Choice of feature selection method:
Feature selection has a rich literature, and there are many methods that can be used to select the useful features. In this paper, we use the rank-revealing QR factorization which is a well-known algorithm in numerical linear algebra. Rank-revealing QR sorts the features based on their contribution to the rank of matrix and its computational complexity is O(n^3). While computing this factorization, it is possible to stop the process as soon as we reach the first redundant feature, as the rest of the features would be redundant as well.
It is possible to use other feature selection methods. For example, in this paper, we used the Laplacian scores instead of rank-revealing QR factorization: Using Wavelets and Spectral Methods to Study Patterns in Image-Classification Datasets https://arxiv.org/pdf/2006.09879.pdf
Having redundant features may remove some computational burden from the clustering stage of our algorithm, however discarding such features is not absolutely essential and keeping them might not have an effect on the contents of clusters. We recommend experimenting with feature selection of your choice.

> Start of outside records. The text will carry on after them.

//! Seed search CLI
//!
//! Usage: seedfinder_search <command> [options]
//!
//! Commands:
//!   gen34       Recover Gen 3/4 seeds from observed IVs
//!   gen5-iv     Gen 5 IV search over console startup parameters
//!   gen5-pid    Gen 5 PID search over console startup parameters
//!   trainer-id  Gen 5 trainer ID search
//!   criteria    Run any search described by a JSON criteria file
//!
//! Example:
//!   seedfinder_search gen34 --min-ivs 31,31,31,31,31,31 --frames 1-20
//!   seedfinder_search gen5-iv --profile profiles.json --name black --date 2011-01-01 \
//!       --min-ivs 31,0,31,31,31,31 --frames 1-8 --cache-dir caches
//!
//! Results go to stdout as one JSON object per line (or a single JSON array
//! with `--output json`); progress and logs go to stderr. Set RUST_LOG to
//! change the log level.

use clap::{Args, Parser, Subcommand, ValueEnum};
use seedfinder_core::app::cache_manager::CacheManager;
use seedfinder_core::app::searchers::{
    CGearCriteria, CGearSearch, DreamRadarCriteria, DreamRadarSearch, Gen4TimeCriteria, Gen4TimeSeedSearch,
    Gen5EggCriteria, Gen5EggSearch, Gen5IvCriteria, Gen5IvSearch, Gen5PidCriteria, Gen5PidSearch,
    Gen34SeedCriteria, Gen34SeedSearch, HiddenHollowCriteria, HiddenHollowSearch, SpinnerCriteria, SpinnerSearch,
    TrainerIdCriteria, TrainerIdSearch,
};
use seedfinder_core::domain::frame::{Gen5Encounter, Gen34Method, PidContext};
use seedfinder_core::domain::seed::{GameDate, Nazo, TimeFilter};
use seedfinder_core::domain::seed_gen::{ButtonComboSet, ClockRange, HashedSeedRanges};
use seedfinder_core::domain::types::{ConsoleType, GameVersion, Ivs, Nature, NatureSet, Pid, TrainerId};
use seedfinder_core::{ExpectedResults, FrameRange, IvCriteria, PidCriteria, Search, SearchOptions, SearchRunner};
use serde::{Deserialize, Serialize};
use std::cell::Cell;
use std::collections::HashMap;
use std::error::Error;
use std::fs;
use std::io::{self, Write};
use std::ops::RangeInclusive;
use std::path::{Path, PathBuf};
use std::sync::Arc;
use std::time::Instant;
use tracing::{info, warn};
use tracing_subscriber::EnvFilter;

/// Expected result count above which the search warns before starting
const RESULT_WARNING: u64 = 10_000;

#[derive(Parser)]
#[command(name = "seedfinder_search", version, about = "Gen 3-5 seed search")]
struct Cli {
    #[command(subcommand)]
    command: Command,

    /// Worker threads (default: one per core)
    #[arg(long, global = true)]
    threads: Option<usize>,

    /// Stop once this many results were found
    #[arg(long, global = true)]
    max_results: Option<u64>,

    /// Output format
    #[arg(long, value_enum, global = true, default_value_t = OutputFormat::Lines)]
    output: OutputFormat,
}

#[derive(Subcommand)]
enum Command {
    /// Recover Gen 3/4 seeds from observed IVs
    Gen34 {
        #[arg(long, value_enum, default_value_t = MethodArg::M1)]
        method: MethodArg,
        #[command(flatten)]
        ivs: IvArgs,
        #[command(flatten)]
        pid: PidArgs,
        #[arg(long, value_parser = parse_frames, default_value = "1-10")]
        frames: FrameRange,
    },
    /// Gen 5 IV search over console startup parameters
    Gen5Iv {
        #[command(flatten)]
        console: ConsoleArgs,
        #[command(flatten)]
        ivs: IvArgs,
        #[arg(long, value_parser = parse_frames, default_value = "1-8")]
        frames: FrameRange,
        /// Roamer IV order (HP, Atk, Def, SpD, Spe, SpA)
        #[arg(long)]
        roamer: bool,
        /// Directory holding seed caches
        #[arg(long)]
        cache_dir: Option<PathBuf>,
    },
    /// Gen 5 PID search over console startup parameters
    Gen5Pid {
        #[command(flatten)]
        console: ConsoleArgs,
        /// Encounter kind (Static, Grass, Surf, ...)
        #[arg(long, value_parser = parse_encounter, default_value = "Static")]
        encounter: Gen5Encounter,
        #[command(flatten)]
        pid: PidArgs,
        #[arg(long, value_parser = parse_frames, default_value = "1-50")]
        frames: FrameRange,
        /// Count frames from the first frame the player can act on
        #[arg(long)]
        from_initial: bool,
    },
    /// Gen 5 trainer ID search (frames count from the ID draw on Black / White)
    TrainerId {
        #[command(flatten)]
        console: ConsoleArgs,
        #[arg(long)]
        tid: Option<u16>,
        #[arg(long)]
        sid: Option<u16>,
        /// PID (hex) the ID pair must make shiny
        #[arg(long, value_parser = parse_hex_u32)]
        shiny_pid: Option<u32>,
        #[arg(long, value_parser = parse_frames, default_value = "1-1")]
        frames: FrameRange,
    },
    /// Run any search described by a JSON criteria file
    Criteria {
        /// File with `{"search": "<kind>", "criteria": {...}}`
        file: PathBuf,
        /// Directory holding seed caches (Gen 5 IV searches)
        #[arg(long)]
        cache_dir: Option<PathBuf>,
    },
}

#[derive(Copy, Clone, ValueEnum)]
enum OutputFormat {
    /// One JSON object per result as it is found
    Lines,
    /// A single JSON array after the search
    Json,
}

#[derive(Copy, Clone, ValueEnum)]
enum MethodArg {
    M1,
    M2,
    M4,
    M1r,
}

impl From<MethodArg> for Gen34Method {
    fn from(method: MethodArg) -> Self {
        match method {
            MethodArg::M1 => Gen34Method::Method1,
            MethodArg::M2 => Gen34Method::Method2,
            MethodArg::M4 => Gen34Method::Method4,
            MethodArg::M1r => Gen34Method::Method1Reverse,
        }
    }
}

#[derive(Args)]
struct IvArgs {
    /// Lowest accepted IVs (HP,Atk,Def,SpA,SpD,Spe)
    #[arg(long, value_parser = parse_ivs, default_value = "0,0,0,0,0,0")]
    min_ivs: Ivs,
    /// Highest accepted IVs
    #[arg(long, value_parser = parse_ivs, default_value = "31,31,31,31,31,31")]
    max_ivs: Ivs,
}

impl IvArgs {
    fn criteria(&self) -> Result<IvCriteria, Box<dyn Error>> {
        Ok(IvCriteria::new(self.min_ivs, self.max_ivs)?)
    }
}

#[derive(Args)]
struct PidArgs {
    /// Accepted natures (comma-separated names)
    #[arg(long, value_parser = parse_natures)]
    natures: Option<NatureSet>,
    #[arg(long)]
    shiny: bool,
    #[arg(long, default_value_t = 0)]
    tid: u16,
    #[arg(long, default_value_t = 0)]
    sid: u16,
}

impl PidArgs {
    fn criteria(&self) -> PidCriteria {
        let mut criteria = PidCriteria::any();
        if let Some(natures) = self.natures {
            criteria = criteria.with_natures(natures);
        }
        if self.shiny {
            criteria = criteria.shiny();
        }
        criteria
    }

    fn id(&self) -> TrainerId {
        TrainerId::new(self.tid, self.sid)
    }
}

#[derive(Args)]
struct ConsoleArgs {
    /// JSON file with console profiles
    #[arg(long, default_value = "profiles.json")]
    profile: PathBuf,
    /// Profile name inside the file
    #[arg(long)]
    name: String,
    /// First date (YYYY-MM-DD)
    #[arg(long, value_parser = parse_date)]
    date: GameDate,
    /// Last date (default: --date)
    #[arg(long, value_parser = parse_date)]
    end_date: Option<GameDate>,
    #[arg(long, value_parser = parse_span, default_value = "0-23")]
    hours: RangeInclusive<u8>,
    #[arg(long, value_parser = parse_span, default_value = "0-59")]
    minutes: RangeInclusive<u8>,
    #[arg(long, value_parser = parse_span, default_value = "0-59")]
    seconds: RangeInclusive<u8>,
    /// Most buttons held at once during boot
    #[arg(long, default_value_t = 0)]
    buttons: usize,
}

/// Console calibration as stored in the profile file
#[derive(Clone, Copy, Debug, Deserialize)]
struct ConsoleProfile {
    version: GameVersion,
    console: ConsoleType,
    mac_address: u64,
    timer0: [u16; 2],
    vcount: [u8; 2],
    vframe: [u8; 2],
    #[serde(default)]
    memory_link: bool,
    #[serde(default)]
    nazo: Option<Nazo>,
}

#[derive(Deserialize)]
struct ProfileFile {
    profiles: HashMap<String, ConsoleProfile>,
}

impl ConsoleArgs {
    fn load(&self) -> Result<(ConsoleProfile, HashedSeedRanges), Box<dyn Error>> {
        let profile = load_profile(&self.profile, &self.name)?;
        let filter = TimeFilter::all()
            .hours(self.hours.clone())
            .minutes(self.minutes.clone())
            .seconds(self.seconds.clone());
        let ranges = HashedSeedRanges {
            version: profile.version,
            console: profile.console,
            mac_address: profile.mac_address,
            timer0: profile.timer0[0]..=profile.timer0[1],
            vcount: profile.vcount[0]..=profile.vcount[1],
            vframe: profile.vframe[0]..=profile.vframe[1],
            clock: ClockRange::new(self.date, self.end_date.unwrap_or(self.date), filter)?,
            buttons: ButtonComboSet::up_to(self.buttons),
            nazo: profile.nazo,
        };
        Ok((profile, ranges))
    }
}

fn load_profile(path: &Path, name: &str) -> Result<ConsoleProfile, Box<dyn Error>> {
    let text = fs::read_to_string(path)?;
    let file: ProfileFile = serde_json::from_str(&text)?;
    let profile = file
        .profiles
        .get(name)
        .ok_or_else(|| format!("profile '{}' not found in {}", name, path.display()))?;
    Ok(*profile)
}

Deriving the graph Laplacian, and analyzing its eigen-gaps:
The procedure we follow for deriving the graph Laplacian and analyzing its eigen-gaps is standard and there are numerous books and references available on this topic. In the paper, we have cited a reference on this topic by von Luxburg.
Clustering method:
In this paper and in our code, we have used spectral clustering. As we have explained in the paper, it may sometimes be beneficial to use other clustering algorithms. This is an open choice for all applications that involve clustering. We recommend following the best practices in choosing the clustering method.
Running time:
For the CIFAR datasets, it only takes less than a minute to cluster the images of the entire dataset using a Macbook Pro. This is significantly faster than the alternative method of using pre-trained models which may take hours on GPU devices.